▶ _INSTRUCTIONS TO FOLLOW_
Reproduce only what lies between the first line of the material below and the line containing "authn_requests_signed: tenant_config", with both of those lines included and every line kept exact.

▶ _EXTRACTED RECORDS_
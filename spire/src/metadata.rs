use warp::{http::Response, Rejection, Reply};

use crate::{
    config::Settings,
    error::Error,
    message::NAME_ID_FORMAT_UNSPECIFIED,
    templates::{Metadata, Template},
    x509, xml,
};

/// Render the service provider metadata of `tenant`.
///
/// Only formats that some identity provider is configured to request are
/// advertised, `unspecified` otherwise.
pub fn render_metadata(settings: &Settings, tenant: &str) -> Result<String, Error> {
    let tenant_config = settings.tenant(tenant)?;
    let mut name_id_formats: Vec<&str> = tenant_config
        .identity_providers
        .iter()
        .filter_map(|idp| idp.name_id_format.as_deref())
        .collect();
    name_id_formats.sort_unstable();
    name_id_formats.dedup();
    if name_id_formats.is_empty() {
        name_id_formats.push(NAME_ID_FORMAT_UNSPECIFIED);
    }

    let entity_id = settings.sp_entity_id(tenant)?;
    let metadata = Metadata {
        entity_id: &entity_id,
        valid_until: xml::format_instant(&x509::not_after(&settings.certificate)?),
        certificate: x509::certificate_base64(&settings.certificate)?,
        authn_requests_signed: tenant_config
            .identity_providers
            .iter()
            .any(|idp| idp.signature_algorithm.is_some()),
        name_id_formats,
        acs_url: settings.acs_url(tenant),
        slo_url: settings.slo_url(tenant),
    };
    Ok(metadata.render()?)
}

#[tracing::instrument(level = "info", skip(settings))]
pub async fn metadata_handler(tenant: String, settings: Settings) -> Result<impl Reply, Rejection> {
    match render_metadata(&settings, &tenant) {
        Ok(metadata) => Ok(Response::builder()
            .header(warp::http::header::CONTENT_TYPE, "application/samlmetadata+xml")
            .body(metadata)),
        Err(e) => {
            tracing::error!("Failed to render metadata for {}: {}", tenant, e);
            Ok(Response::builder()
                .status(e.status_code())
                .body(e.user_message().to_owned()))
        }
    }
}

▶ _REPLY TO THE TASK_
filename spire/src/metadata.rs
use warp::{http::Response, Rejection, Reply};

use crate::{
    config::Settings,
    error::Error,
    message::NAME_ID_FORMAT_UNSPECIFIED,
    templates::{Metadata, Template},
    x509, xml,
};

/// Render the service provider metadata of `tenant`.
///
/// Only formats that some identity provider is configured to request are
/// advertised, `unspecified` otherwise.
pub fn render_metadata(settings: &Settings, tenant: &str) -> Result<String, Error> {
    let tenant_config = settings.tenant(tenant)?;
    let mut name_id_formats: Vec<&str> = tenant_config
        .identity_providers
        .iter()
        .filter_map(|idp| idp.name_id_format.as_deref())
        .collect();
    name_id_formats.sort_unstable();
    name_id_formats.dedup();
    if name_id_formats.is_empty() {
        name_id_formats.push(NAME_ID_FORMAT_UNSPECIFIED);
    }

    let entity_id = settings.sp_entity_id(tenant)?;
    let metadata = Metadata {
        entity_id: &entity_id,
        valid_until: xml::format_instant(&x509::not_after(&settings.certificate)?),
        certificate: x509::certificate_base64(&settings.certificate)?,
        authn_requests_signed: tenant_config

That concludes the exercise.